- Supreme Court of the United States

Argued April 27, 2021 Decided May 24, 2021
- Full case name: United States v. Refugio Palomar-Santiago
- Docket no.: 20-437
- Citations: 593 U.S. ___ (more)
- Argument: Oral argument

Holding
- All three requirements of 8 U.S.C. § 1326(d) are mandatory.

Court membership
- Chief Justice John Roberts Associate Justices Clarence Thomas · Stephen Breyer Samuel Alito · Sonia Sotomayor Elena Kagan · Neil Gorsuch Brett Kavanaugh · Amy Coney Barrett

Case opinion
- Majority: Sotomayor, unanimous

= United States v. Palomar-Santiago =

2021 United States Supreme Court case regarding immigration

United States v. Palomar-Santiago, No. 20-437, 593 U.S. ___ (2021) was a United States Supreme Court case that dealt with the three requirements under which a deportation order may be dismissed, as listed in 8 USC § 1326(d). The question brought before the Court was whether Palomar-Santiago may be excused from meeting all three requirements, given that the offense he was initially deported for was subsequently found no longer deportable. The Court held that all three requirements must be met in order to dismiss a deportation order.

== Background ==

=== Facts of the case ===
In 1990, the respondent, Refugio Palomar-Santiago, was granted lawful permanent resident status, colloquially known as a green card. A year later in 1991, Palomar-Santiago was charged with a felony for driving under the influence (DUI) in California. In 1998, he received a Notice to Appear from the Immigration and Naturalization Service (INS) which stated that he was subject for removal for his DUI conviction, which at the time, was considered an aggravated felony. After the hearing, the immigration judge ordered Palomar-Santiago to be removed. Palomar-Santiago waived his right to appeal, and was then deported to Mexico.

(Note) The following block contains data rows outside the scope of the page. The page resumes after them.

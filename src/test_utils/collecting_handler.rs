//! A simple handler that accumulates records in memory for test assertions.
//!
//! This module is shared across multiple test files so that each test module
//! does not need its own copy of the same boilerplate.

use crate::handler::{Handler, HandlerError};
use crate::log_record::LogRecord;
use parking_lot::Mutex;
use std::any::Any;
use std::sync::Arc;

/// Handler that stores every record it receives for later inspection.
#[derive(Clone, Default)]
pub struct CollectingHandler {
    records: Arc<Mutex<Vec<LogRecord>>>,
}

impl CollectingHandler {
    /// Return a snapshot of all records received so far.
    pub fn records(&self) -> Vec<LogRecord> {
        self.records.lock().clone()
    }

    /// Messages of the records received so far.
    pub fn messages(&self) -> Vec<String> {
        self.records
            .lock()
            .iter()
            .map(|r| r.message().to_string())
            .collect()
    }
}

impl Handler for CollectingHandler {
    fn handle(&self, record: LogRecord) -> Result<(), HandlerError> {
        self.records.lock().push(record);
        Ok(())
    }

    fn kind(&self) -> &'static str {
        "collecting"
    }

    fn as_any(&self) -> &dyn Any {
        self
    }
}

Six years later, the Supreme Court held that a DUI offense is not a deportable offense in Leocal v. Ashcroft (2004). In 2017, Palomar-Santiago was found in the United States, and he was charged with unlawful reentry after removal. Palomar-Santiago moved to dismiss this charge, citing Leocal v. Ashcroft. In 2020, the U.S. District Court for the District of Nevada granted Palomar-Santiago's motion, and the U.S. Court of Appeals for the Ninth Circuit affirmed. The Ninth Circuit based their decision on United States v. Ochoa (2017), a Court of Appeals case decided by the Ninth Circuit, which held that a noncitizen may be excused from meeting the first two requirements of 8 USC § 1362(d), given that the noncitizen was deported for an offense now considered a non-deportable offense.

=== Relevant laws ===

==== "Removal" vs. "deportation" ====
The terms "removal" and "deportation" are practically synonymous with each other. Legally, the term "deportation" was replaced by the term "removal" with the passing of the Immigration and Nationality Act (INA) of 1996, also known as Illegal Immigration Reform and Immigrant Responsibility Act of 1996 (IIRIRA).

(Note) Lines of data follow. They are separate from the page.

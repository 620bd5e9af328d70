//! `%`-style record patterns such as `"%(asctime)s %(levelname)s: %(message)s"`.
//!
//! Patterns are compiled once into segments so formatting a record never
//! re-parses the pattern and never fails. Unknown fields, malformed
//! placeholders and invalid date formats are rejected up front.

use std::fmt::Write as _;

use chrono::format::{Item, StrftimeItems};
use thiserror::Error;

use super::Formatter;
use crate::log_record::LogRecord;

/// Date format used for `asctime` when none is configured. Milliseconds are
/// appended as `,mmm`.
const DEFAULT_DATEFMT: &str = "%Y-%m-%d %H:%M:%S";

/// Errors raised while compiling a pattern.
#[derive(Debug, Clone, Error, PartialEq, Eq)]
pub enum FormatError {
    #[error("unknown record field {field:?} in format string")]
    UnknownField { field: String },
    #[error("malformed placeholder at byte {position} in format string {pattern:?}")]
    Malformed { pattern: String, position: usize },
    #[error("field {field:?} cannot be rendered with conversion '{conversion}'")]
    Conversion { field: String, conversion: char },
    #[error("invalid date format {0:?}")]
    DateFormat(String),
}

#[derive(Clone, Copy, Debug, PartialEq, Eq)]
enum Field {
    Name,
    LevelName,
    LevelNo,
    Message,
    AscTime,
    Msecs,
    Created,
    Process,
    ThreadName,
    Module,
    Filename,
    PathName,
    LineNo,
}

#[derive(Clone, Copy, Debug, PartialEq, Eq)]
enum Kind {
    Text,
    Int,
    Float,
}

impl Field {
    fn lookup(name: &str) -> Option<Self> {
        Some(match name {
            "name" => Field::Name,
            "levelname" => Field::LevelName,
            "levelno" => Field::LevelNo,
            "message" => Field::Message,
            "asctime" => Field::AscTime,
            "msecs" => Field::Msecs,
            "created" => Field::Created,
            "process" => Field::Process,
            "threadName" => Field::ThreadName,
            "module" => Field::Module,
            "filename" => Field::Filename,
            "pathname" => Field::PathName,
            "lineno" => Field::LineNo,
            _ => return None,
        })
    }

    fn kind(self) -> Kind {
        match self {
            Field::LevelNo | Field::Process | Field::LineNo => Kind::Int,
            Field::Msecs | Field::Created => Kind::Float,
            _ => Kind::Text,
        }
    }
}

#[derive(Clone, Copy, Debug, PartialEq, Eq)]
enum Conversion {
    Str,
    Int,
    Float,
}

#[derive(Clone, Copy, Debug, Default, PartialEq, Eq)]
struct Spec {
    left_align: bool,
    zero_pad: bool,
    width: Option<usize>,
    precision: Option<usize>,
}

#[derive(Clone, Debug, PartialEq)]
enum Segment {
    Literal(String),
    Placeholder {
        field: Field,
        spec: Spec,
        conversion: Conversion,
    },
}

enum Value {
    Text(String),
    Int(i64),
    Float(f64),
}

/// Formatter driven by a `%(field)s` pattern and an optional strftime date
/// format.
#[derive(Clone, Debug)]
pub struct PatternFormatter {
    fmt: String,
    datefmt: Option<String>,
    segments: Vec<Segment>,
    uses_time: bool,
}

impl PatternFormatter {
    /// Compile `fmt`, validating `datefmt` when provided.
    pub fn new(fmt: impl Into<String>, datefmt: Option<String>) -> Result<Self, FormatError> {
        let fmt = fmt.into();
        if let Some(datefmt) = datefmt.as_deref() {
            validate_datefmt(datefmt)?;
        }
        let segments = compile(&fmt)?;
        let uses_time = segments.iter().any(|s| {
            matches!(
                s,
                Segment::Placeholder {
                    field: Field::AscTime,
                    ..
                }
            )
        });
        Ok(Self {
            fmt,
            datefmt,
            segments,
            uses_time,
        })
    }

    /// The pattern this formatter was compiled from.
    pub fn format_string(&self) -> &str {
        &self.fmt
    }

    /// The configured date format, if any.
    pub fn datefmt(&self) -> Option<&str> {
        self.datefmt.as_deref()
    }

    /// Whether the pattern renders `asctime`.
    pub fn uses_time(&self) -> bool {
        self.uses_time
    }

    fn asctime(&self, record: &LogRecord) -> String {
        let ts = record.timestamp();
        let mut out = String::new();
        match self.datefmt.as_deref() {
            Some(datefmt) => {
                let _ = write!(out, "{}", ts.format(datefmt));
            }
            None => {
                let _ = write!(
                    out,
                    "{},{:03}",
                    ts.format(DEFAULT_DATEFMT),
                    ts.timestamp_subsec_millis()
                );
            }
        }
        out
    }

    fn value(&self, field: Field, record: &LogRecord) -> Value {
        let meta = record.metadata();
        let ts = record.timestamp();
        match field {
            Field::Name => Value::Text(record.logger().to_string()),
            Field::LevelName => Value::Text(record.level().as_str().to_string()),
            Field::LevelNo => Value::Int(i64::from(record.level().number())),
            Field::Message => Value::Text(record.message().to_string()),
            Field::AscTime => Value::Text(self.asctime(record)),
            Field::Msecs => Value::Float(f64::from(ts.timestamp_subsec_nanos()) / 1_000_000.0),
            Field::Created => Value::Float(
                ts.timestamp() as f64 + f64::from(ts.timestamp_subsec_nanos()) / 1e9,
            ),
            Field::Process => Value::Int(i64::from(meta.process_id)),
            Field::ThreadName => {
                Value::Text(meta.thread_name.clone().unwrap_or_else(|| "unnamed".into()))
            }
            Field::Module => Value::Text(meta.module_path.clone()),
            Field::Filename => Value::Text(
                std::path::Path::new(&meta.filename)
                    .file_name()
                    .map(|f| f.to_string_lossy().into_owned())
                    .unwrap_or_default(),
            ),
            Field::PathName => Value::Text(meta.filename.clone()),
            Field::LineNo => Value::Int(i64::from(meta.line_number)),
        }
    }
}

impl Formatter for PatternFormatter {
    fn format(&self, record: &LogRecord) -> String {
        let mut out = String::with_capacity(self.fmt.len() + record.message().len());
        for segment in &self.segments {
            match segment {
                Segment::Literal(text) => out.push_str(text),
                Segment::Placeholder {
                    field,
                    spec,
                    conversion,
                } => {
                    let rendered = render(self.value(*field, record), *spec, *conversion);
                    pad_into(&mut out, &rendered, *spec, *conversion);
                }
            }
        }
        out
    }
}

fn validate_datefmt(datefmt: &str) -> Result<(), FormatError> {
    if StrftimeItems::new(datefmt).any(|item| matches!(item, Item::Error)) {
        return Err(FormatError::DateFormat(datefmt.to_string()));
    }
    Ok(())
}

fn render(value: Value, spec: Spec, conversion: Conversion) -> String {
    match (conversion, value) {
        (Conversion::Str, Value::Text(s)) => match spec.precision {
            Some(p) => s.chars().take(p).collect(),
            None => s,
        },
        (Conversion::Str, Value::Int(i)) => i.to_string(),
        (Conversion::Str, Value::Float(f)) => f.to_string(),
        (Conversion::Int, Value::Int(i)) => int_with_precision(i, spec.precision),
        (Conversion::Int, Value::Float(f)) => int_with_precision(f.trunc() as i64, spec.precision),
        (Conversion::Float, Value::Int(i)) => format!("{:.*}", spec.precision.unwrap_or(6), i as f64),
        (Conversion::Float, Value::Float(f)) => format!("{:.*}", spec.precision.unwrap_or(6), f),
        // Rejected while compiling.
        (_, Value::Text(s)) => s,
    }
}

fn int_with_precision(i: i64, precision: Option<usize>) -> String {
    match precision {
        Some(p) => format!("{i:0p$}"),
        None => i.to_string(),
    }
}

fn pad_into(out: &mut String, rendered: &str, spec: Spec, conversion: Conversion) {
    let len = rendered.chars().count();
    let width = spec.width.unwrap_or(0);
    if len >= width {
        out.push_str(rendered);
        return;
    }
    let fill = width - len;
    if spec.left_align {
        out.push_str(rendered);
        out.extend(std::iter::repeat_n(' ', fill));
    } else if spec.zero_pad && conversion != Conversion::Str {
        match rendered.strip_prefix('-') {
            Some(digits) => {
                out.push('-');
                out.extend(std::iter::repeat_n('0', fill));
                out.push_str(digits);
            }
            None => {
                out.extend(std::iter::repeat_n('0', fill));
                out.push_str(rendered);
            }
        }
    } else {
        out.extend(std::iter::repeat_n(' ', fill));
        out.push_str(rendered);
    }
}

fn compile(pattern: &str) -> Result<Vec<Segment>, FormatError> {
    let malformed = |position: usize| FormatError::Malformed {
        pattern: pattern.to_string(),
        position,
    };
    let mut segments = Vec::new();
    let mut literal = String::new();
    let mut chars = pattern.char_indices().peekable();

    while let Some((pos, c)) = chars.next() {
        if c != '%' {
            literal.push(c);
            continue;
        }
        match chars.next() {
            Some((_, '%')) => {
                literal.push('%');
                continue;
            }
            Some((_, '(')) => {}
            _ => return Err(malformed(pos)),
        }

        let mut name = String::new();
        loop {
            match chars.next() {
                Some((_, ')')) => break,
                Some((_, ch)) => name.push(ch),
                None => return Err(malformed(pos)),
            }
        }
        let field = Field::lookup(&name).ok_or_else(|| FormatError::UnknownField {
            field: name.clone(),
        })?;

        let mut spec = Spec::default();
        while let Some(&(_, flag)) = chars.peek() {
            match flag {
                '-' => spec.left_align = true,
                '0' => spec.zero_pad = true,
                '+' | ' ' | '#' => {}
                _ => break,
            }
            chars.next();
        }
        spec.width = take_number(&mut chars);
        if let Some(&(_, '.')) = chars.peek() {
            chars.next();
            spec.precision = Some(take_number(&mut chars).unwrap_or(0));
        }
        let conversion = match chars.next() {
            Some((_, 's' | 'r')) => Conversion::Str,
            Some((_, 'd' | 'i')) => Conversion::Int,
            Some((_, 'f' | 'F')) => Conversion::Float,
            _ => return Err(malformed(pos)),
        };
        if field.kind() == Kind::Text && conversion != Conversion::Str {
            let symbol = if conversion == Conversion::Int { 'd' } else { 'f' };
            return Err(FormatError::Conversion {
                field: name,
                conversion: symbol,
            });
        }

        if !literal.is_empty() {
            segments.push(Segment::Literal(std::mem::take(&mut literal)));
        }
        segments.push(Segment::Placeholder {
            field,
            spec,
            conversion,
        });
    }
    if !literal.is_empty() {
        segments.push(Segment::Literal(literal));
    }
    Ok(segments)
}

fn take_number(chars: &mut std::iter::Peekable<std::str::CharIndices<'_>>) -> Option<usize> {
    let mut digits = String::new();
    while let Some(&(_, d)) = chars.peek() {
        if !d.is_ascii_digit() {
            break;
        }
        digits.push(d);
        chars.next();
    }
    digits.parse().ok()
}

/// Escape `%` so `text` is emitted literally when embedded in a pattern.
pub(crate) fn escape_literal(text: &str) -> String {
    text.replace('%', "%%")
}

#[cfg(test)]
mod tests {
    use super::*;
    use crate::level::Level;
    use crate::log_record::RecordMetadata;
    use chrono::{TimeZone, Utc};
    use rstest::rstest;

    fn record_at(millis: u32) -> LogRecord {
        let timestamp = Utc
            .with_ymd_and_hms(2017, 8, 25, 14, 47, 44)
            .single()
            .expect("valid timestamp")
            + chrono::Duration::milliseconds(i64::from(millis));
        let metadata = RecordMetadata {
            module_path: "app::db".into(),
            filename: "src/db.rs".into(),
            line_number: 42,
            timestamp,
            process_id: 4242,
            thread_name: Some("main".into()),
        };
        LogRecord::with_metadata("app", Level::Warning, "disk low", metadata)
    }

    #[test]
    fn renders_syslog_style_pattern() {
        let f = PatternFormatter::new(
            "%(asctime)s.%(msecs)03dZ prog (%(process)d): %(message)s",
            Some("%Y-%m-%dT%H:%M:%S".into()),
        )
        .expect("pattern must compile");
        assert_eq!(
            f.format(&record_at(7)),
            "2017-08-25T14:47:44.007Z prog (4242): disk low"
        );
        assert!(f.uses_time());
    }

    #[test]
    fn default_asctime_appends_millis() {
        let f = PatternFormatter::new("%(asctime)s", None).expect("pattern must compile");
        assert_eq!(f.format(&record_at(968)), "2017-08-25 14:47:44,968");
    }

    #[rstest]
    #[case("%(levelname)s", "WARNING")]
    #[case("%(levelname)-8s|", "WARNING |")]
    #[case("%(levelname)9s", "  WARNING")]
    #[case("%(levelname).4s", "WARN")]
    #[case("%(levelno)d", "30")]
    #[case("%(lineno)05d", "00042")]
    #[case("%(name)s.%(module)s", "app.app::db")]
    #[case("%(filename)s:%(pathname)s", "db.rs:src/db.rs")]
    #[case("%(threadName)s", "main")]
    #[case("100%% %(message)s", "100% disk low")]
    #[case("%(msecs).1f", "7.0")]
    fn renders_fields(#[case] pattern: &str, #[case] expected: &str) {
        let f = PatternFormatter::new(pattern, None).expect("pattern must compile");
        assert_eq!(f.format(&record_at(7)), expected);
    }

    #[rstest]
    #[case("%(nope)s")]
    #[case("%(message)d")]
    #[case("%(message")]
    #[case("%s")]
    #[case("trailing %")]
    #[case("%(message)q")]
    fn rejects_bad_patterns(#[case] pattern: &str) {
        assert!(PatternFormatter::new(pattern, None).is_err());
    }

    #[test]
    fn rejects_invalid_datefmt() {
        let err = PatternFormatter::new("%(asctime)s", Some("%Q".into())).unwrap_err();
        assert_eq!(err, FormatError::DateFormat("%Q".into()));
    }

    #[test]
    fn escaped_literals_survive_compilation() {
        let pattern = format!("{} %(message)s", escape_literal("50%off"));
        let f = PatternFormatter::new(pattern, None).expect("pattern must compile");
        assert_eq!(f.format(&record_at(0)), "50%off disk low");
    }
}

==== Aggravated felony ====
An aggravated felony is a term that describes a category of criminal offenses that carry consequences for noncitizens. A crime of violence is included in the list of criminal offenses that are considered an aggravated felony. A noncitizen charged with an offense considered an aggravated felony is deportable.

At the time of Palomar-Santiago's deportation in 1998, a DUI was considered a crime of violence, and thus an aggravated felony. This changed with the Supreme Court decision in Leocal v. Ashcroft (2004), in which the Court held that a "higher mens rea" is needed for a DUI to be considered a crime of violence.

==== Reentry after removal ====
It is a crime for a noncitizen to return to the United States without authorization after they have been deported.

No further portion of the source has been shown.